On 6 June Companies E and F 5th Marines engaged a PAVN Company near the village of Cu Ban overrunning the position and killing 23 PAVN for the loss of 1 Marine.

On the morning of 17 August 3/5 Marines and BLT 2nd Battalion 7th Marines attacked a suspected PAVN base near Chau Phong southeast of the Liberty Bridge killing 53 PAVN for no losses. The following morning the Marines engaged more PAVN units near Chau Phong resulting in 13 Marines killed and 49 PAVN killed.

On 29 August a PAVN Platoon ambushed Company D 1st Battalion 5th Marines killing 12 Marines and wounding 18 while the PAVN lost 25 dead.

On 14 September Company L, 3rd Battalion 7th Marines was ambushed 4 km south of Hill 55 resulting in 1 dead and 4 missing. The following day the bodies of the missing Marines were recovered and 72 bunkers were destroyed in the ambush area.

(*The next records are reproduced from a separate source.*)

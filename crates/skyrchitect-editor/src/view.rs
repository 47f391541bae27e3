//! View-only canvas state: zoom, grid, snapping, fullscreen.
//!
//! None of this is part of the document or its snapshots.

use skyrchitect_core::{Graph, Position, Size};

pub const GRID_SIZE: f64 = 20.0;
pub const MIN_ZOOM: f64 = 0.1;
pub const MAX_ZOOM: f64 = 5.0;
pub const ZOOM_IN_FACTOR: f64 = 1.2;
pub const ZOOM_OUT_FACTOR: f64 = 0.8;

/// Fraction of the viewport left empty around fitted content
const FIT_PADDING: f64 = 0.15;

#[derive(Debug, Clone, PartialEq)]
pub struct ViewState {
    pub zoom: f64,
    /// Canvas coordinate shown at the viewport's top-left corner
    pub pan: Position,
    /// Visible area in canvas units at zoom 1
    pub viewport: Size,
    pub show_grid: bool,
    pub snap_to_grid: bool,
    pub fullscreen: bool,
}

impl Default for ViewState {
    fn default() -> Self {
        Self {
            zoom: 1.0,
            pan: Position::default(),
            viewport: Size::new(800.0, 600.0),
            show_grid: true,
            snap_to_grid: false,
            fullscreen: false,
        }
    }
}

impl ViewState {
    pub fn zoom_in(&mut self) {
        self.set_zoom(self.zoom * ZOOM_IN_FACTOR);
    }

    pub fn zoom_out(&mut self) {
        self.set_zoom(self.zoom * ZOOM_OUT_FACTOR);
    }

    pub fn reset_zoom(&mut self) {
        self.zoom = 1.0;
    }

    pub fn set_zoom(&mut self, zoom: f64) {
        self.zoom = zoom.clamp(MIN_ZOOM, MAX_ZOOM);
    }

    pub fn toggle_grid(&mut self) {
        self.show_grid = !self.show_grid;
    }

    pub fn toggle_snap(&mut self) {
        self.snap_to_grid = !self.snap_to_grid;
    }

    pub fn toggle_fullscreen(&mut self) {
        self.fullscreen = !self.fullscreen;
    }

    /// Grid to align new or moved nodes to, if snapping is on
    pub fn snap_grid(&self) -> Option<f64> {
        self.snap_to_grid.then_some(GRID_SIZE)
    }

    /// Zoom and pan so every node is visible. An empty graph resets the view.
    pub fn fit_to_screen(&mut self, graph: &Graph) {
        let Some((min, max)) = bounds(graph) else {
            self.zoom = 1.0;
            self.pan = Position::default();
            return;
        };

        let width = (max.x - min.x).max(1.0);
        let height = (max.y - min.y).max(1.0);
        let usable = 1.0 - 2.0 * FIT_PADDING;
        let zoom = (self.viewport.width * usable / width).min(self.viewport.height * usable / height);
        self.set_zoom(zoom);

        let visible_w = self.viewport.width / self.zoom;
        let visible_h = self.viewport.height / self.zoom;
        self.pan = Position::new(
            min.x - (visible_w - width) / 2.0,
            min.y - (visible_h - height) / 2.0,
        );
    }
}

fn bounds(graph: &Graph) -> Option<(Position, Position)> {
    let mut nodes = graph.nodes.iter();
    let first = nodes.next()?;
    let mut min = first.position;
    let mut max = Position::new(first.position.x + first.size.width, first.position.y + first.size.height);
    for node in nodes {
        min.x = min.x.min(node.position.x);
        min.y = min.y.min(node.position.y);
        max.x = max.x.max(node.position.x + node.size.width);
        max.y = max.y.max(node.position.y + node.size.height);
    }
    Some((min, max))
}
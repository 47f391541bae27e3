//! The closed set of document edits. Every change to a diagram goes through
//! one of these, via `DocumentModel::apply`.

use crate::graph::Graph;
use crate::ids::{EdgeId, NodeId};
use crate::model::{CloudProvider, Config, ConnectionKind, Edge, Node, Position, ResourceKind, Size};

#[derive(Debug, Clone, PartialEq)]
pub enum Mutation {
    AddNode(Node),
    /// Removes the node and every edge touching it
    RemoveNode(NodeId),
    UpdateNode { id: NodeId, patch: NodePatch },
    AddEdge(Edge),
    RemoveEdge(EdgeId),
    UpdateEdge { id: EdgeId, patch: EdgePatch },
    MoveSelection { ids: Vec<NodeId>, dx: f64, dy: f64 },
    /// Applied in order as a single all-or-nothing mutation
    Batch(Vec<Mutation>),
    /// Swap in a whole graph (undo/redo)
    ReplaceGraph(Graph),
}

impl Mutation {
    /// Remove several nodes (and their edges) as one mutation
    pub fn remove_nodes(ids: impl IntoIterator<Item = NodeId>) -> Self {
        Mutation::Batch(ids.into_iter().map(Mutation::RemoveNode).collect())
    }

    /// Insert a whole subgraph as one mutation, nodes first
    pub fn insert_graph(graph: Graph) -> Self {
        let Graph { nodes, edges } = graph;
        Mutation::Batch(
            nodes
                .into_iter()
                .map(Mutation::AddNode)
                .chain(edges.into_iter().map(Mutation::AddEdge))
                .collect(),
        )
    }

    pub fn name(&self) -> &'static str {
        match self {
            Mutation::AddNode(_) => "add_node",
            Mutation::RemoveNode(_) => "remove_node",
            Mutation::UpdateNode { .. } => "update_node",
            Mutation::AddEdge(_) => "add_edge",
            Mutation::RemoveEdge(_) => "remove_edge",
            Mutation::UpdateEdge { .. } => "update_edge",
            Mutation::MoveSelection { .. } => "move_selection",
            Mutation::Batch(_) => "batch",
            Mutation::ReplaceGraph(_) => "replace_graph",
        }
    }
}

/// Partial node update; `None` fields are left alone
#[derive(Debug, Clone, Default, PartialEq)]
pub struct NodePatch {
    pub kind: Option<ResourceKind>,
    pub provider: Option<CloudProvider>,
    pub label: Option<String>,
    pub position: Option<Position>,
    pub size: Option<Size>,
    /// Replaces the whole configuration map
    pub config: Option<Config>,
}

impl NodePatch {
    pub fn label(label: impl Into<String>) -> Self {
        Self {
            label: Some(label.into()),
            ..Self::default()
        }
    }

    pub fn position(position: Position) -> Self {
        Self {
            position: Some(position),
            ..Self::default()
        }
    }

    pub(crate) fn apply_to(&self, node: &mut Node) {
        if let Some(kind) = self.kind {
            node.kind = kind;
        }
        if let Some(provider) = self.provider {
            node.provider = provider;
        }
        if let Some(label) = &self.label {
            node.label.clone_from(label);
        }
        if let Some(position) = self.position {
            node.position = position;
        }
        if let Some(size) = self.size {
            node.size = size;
        }
        if let Some(config) = &self.config {
            node.config.clone_from(config);
        }
    }
}

/// Partial edge update; endpoints are re-validated after patching
#[derive(Debug, Clone, Default, PartialEq)]
pub struct EdgePatch {
    pub source: Option<NodeId>,
    pub target: Option<NodeId>,
    pub kind: Option<ConnectionKind>,
    /// `Some(None)` clears the label
    pub label: Option<Option<String>>,
    pub config: Option<Config>,
}

impl EdgePatch {
    pub(crate) fn apply_to(&self, edge: &mut Edge) {
        if let Some(source) = self.source {
            edge.source = source;
        }
        if let Some(target) = self.target {
            edge.target = target;
        }
        if let Some(kind) = self.kind {
            edge.kind = kind;
        }
        if let Some(label) = &self.label {
            edge.label.clone_from(label);
        }
        if let Some(config) = &self.config {
            edge.config.clone_from(config);
        }
    }
}
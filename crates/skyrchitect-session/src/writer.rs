//! Off-thread snapshot writing.
//!
//! The UI thread never blocks on storage: it hands a `WriteJob` to a
//! `SnapshotWriter` and later picks up the `WriteCompletion` with a
//! non-blocking poll, the same command/event channel shape used for any
//! other background worker.

use std::collections::VecDeque;
use std::io;
use std::sync::mpsc;
use std::sync::Arc;
use std::thread::{self, JoinHandle};

use tracing::{debug, error, warn};

use crate::snapshot::{PersistedSnapshot, SnapshotKey};
use crate::store::{SnapshotStore, StoreError};

/// Work for the writer
#[derive(Debug, Clone)]
pub enum WriteJob {
    /// Replace the stored snapshot
    Snapshot { key: SnapshotKey, snapshot: PersistedSnapshot },
    /// Flag the stored snapshot as stale without rewriting the document
    MarkDirty { key: SnapshotKey },
}

impl WriteJob {
    fn kind(&self) -> JobKind {
        match self {
            WriteJob::Snapshot { snapshot, .. } => JobKind::Snapshot {
                version: snapshot.version,
                saved_at: snapshot.saved_at,
            },
            WriteJob::MarkDirty { .. } => JobKind::DirtyMarker,
        }
    }
}

#[derive(Debug, Clone, Copy, PartialEq, Eq)]
pub enum JobKind {
    Snapshot { version: u64, saved_at: u64 },
    DirtyMarker,
}

#[derive(Debug)]
pub struct WriteCompletion {
    pub job: JobKind,
    pub result: Result<(), StoreError>,
}

/// Something that can persist snapshots without the caller waiting on it
pub trait SnapshotWriter {
    /// Queue a job. Jobs complete in submission order.
    fn submit(&mut self, job: WriteJob);

    /// Non-blocking check for a finished job
    fn poll_completion(&mut self) -> Option<WriteCompletion>;
}

impl<W: SnapshotWriter + ?Sized> SnapshotWriter for Box<W> {
    fn submit(&mut self, job: WriteJob) {
        (**self).submit(job);
    }

    fn poll_completion(&mut self) -> Option<WriteCompletion> {
        (**self).poll_completion()
    }
}

/// Run one job against a store
pub fn execute(store: &dyn SnapshotStore, job: WriteJob) -> WriteCompletion {
    let kind = job.kind();
    let result = match job {
        WriteJob::Snapshot { key, snapshot } => store.put(&key, &snapshot),
        WriteJob::MarkDirty { key } => mark_dirty(store, &key),
    };
    WriteCompletion { job: kind, result }
}

fn mark_dirty(store: &dyn SnapshotStore, key: &SnapshotKey) -> Result<(), StoreError> {
    match store.get(key)? {
        Some(mut snapshot) if !snapshot.dirty => {
            snapshot.dirty = true;
            store.put(key, &snapshot)
        }
        // already marked, or nothing stored yet
        _ => Ok(()),
    }
}

/// Executes jobs synchronously on `submit`. Used by tests and headless tools.
pub struct InlineWriter<S> {
    store: S,
    completed: VecDeque<WriteCompletion>,
}

impl<S: SnapshotStore> InlineWriter<S> {
    pub fn new(store: S) -> Self {
        Self {
            store,
            completed: VecDeque::new(),
        }
    }

    pub fn store(&self) -> &S {
        &self.store
    }
}

impl<S: SnapshotStore> SnapshotWriter for InlineWriter<S> {
    fn submit(&mut self, job: WriteJob) {
        let completion = execute(&self.store, job);
        self.completed.push_back(completion);
    }

    fn poll_completion(&mut self) -> Option<WriteCompletion> {
        self.completed.pop_front()
    }
}

enum WriterCommand {
    Job(WriteJob),
    Shutdown,
}

/// Dedicated writer thread fed through a channel.
///
/// Dropping the handle drains queued jobs and joins the thread, so a final
/// save submitted just before exit still reaches the store.
pub struct BackgroundWriter {
    command_tx: mpsc::Sender<WriterCommand>,
    completion_rx: mpsc::Receiver<WriteCompletion>,
    thread: Option<JoinHandle<()>>,
}

impl BackgroundWriter {
    pub fn spawn(store: Arc<dyn SnapshotStore>) -> io::Result<Self> {
        let (command_tx, command_rx) = mpsc::channel();
        let (completion_tx, completion_rx) = mpsc::channel();

        let thread = thread::Builder::new()
            .name("snapshot-writer".into())
            .spawn(move || run_writer(store, command_rx, completion_tx))?;

        Ok(Self {
            command_tx,
            completion_rx,
            thread: Some(thread),
        })
    }
}

fn run_writer(
    store: Arc<dyn SnapshotStore>,
    command_rx: mpsc::Receiver<WriterCommand>,
    completion_tx: mpsc::Sender<WriteCompletion>,
) {
    debug!("snapshot writer started");
    while let Ok(command) = command_rx.recv() {
        match command {
            WriterCommand::Job(job) => {
                let completion = execute(&*store, job);
                if completion_tx.send(completion).is_err() {
                    // receiver gone; keep draining so queued saves still land
                    debug!("completion receiver dropped");
                }
            }
            WriterCommand::Shutdown => break,
        }
    }
    debug!("snapshot writer stopped");
}

impl SnapshotWriter for BackgroundWriter {
    fn submit(&mut self, job: WriteJob) {
        if self.command_tx.send(WriterCommand::Job(job)).is_err() {
            error!("snapshot writer thread is gone; job dropped");
        }
    }

    fn poll_completion(&mut self) -> Option<WriteCompletion> {
        self.completion_rx.try_recv().ok()
    }
}

impl Drop for BackgroundWriter {
    fn drop(&mut self) {
        let _ = self.command_tx.send(WriterCommand::Shutdown);
        if let Some(thread) = self.thread.take() {
            if thread.join().is_err() {
                warn!("snapshot writer thread panicked");
            }
        }
    }
}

On 18 September BLT 2/7 Marines were deployed onto Route 4. The following morning as the Marines patrolled west they were hit by fire from entrenched PAVN positions. The battle continued all day and 2 Companies from 3/7 Marine were helicoptered in to support the assault. Marine losses for the day were 14 dead and 54 wounded. On the morning of 20 September the Marines overran the position finding only 3 dead PAVN from the 2nd Battalion, 36th Regiment. Company G 2/7 Marines then encountered a PAVN force near Nong Son (2) losing 5 dead and 19 wounded before withdrawing to allow supporting fire to engage the PAVN. On 21 September the Marines overran the PAVN bunkers which turn out to be the command post of the 36th Regiment, PAVN losses were 69 killed.

==Aftermath==
Operation Mameluke Thrust concluded on 23 October, the Marines had suffered 269 dead and 1,730 wounded while the PAVN had 2,730 killed and 47 captured. Operation Henderson Hill began immediately in the same area of operations.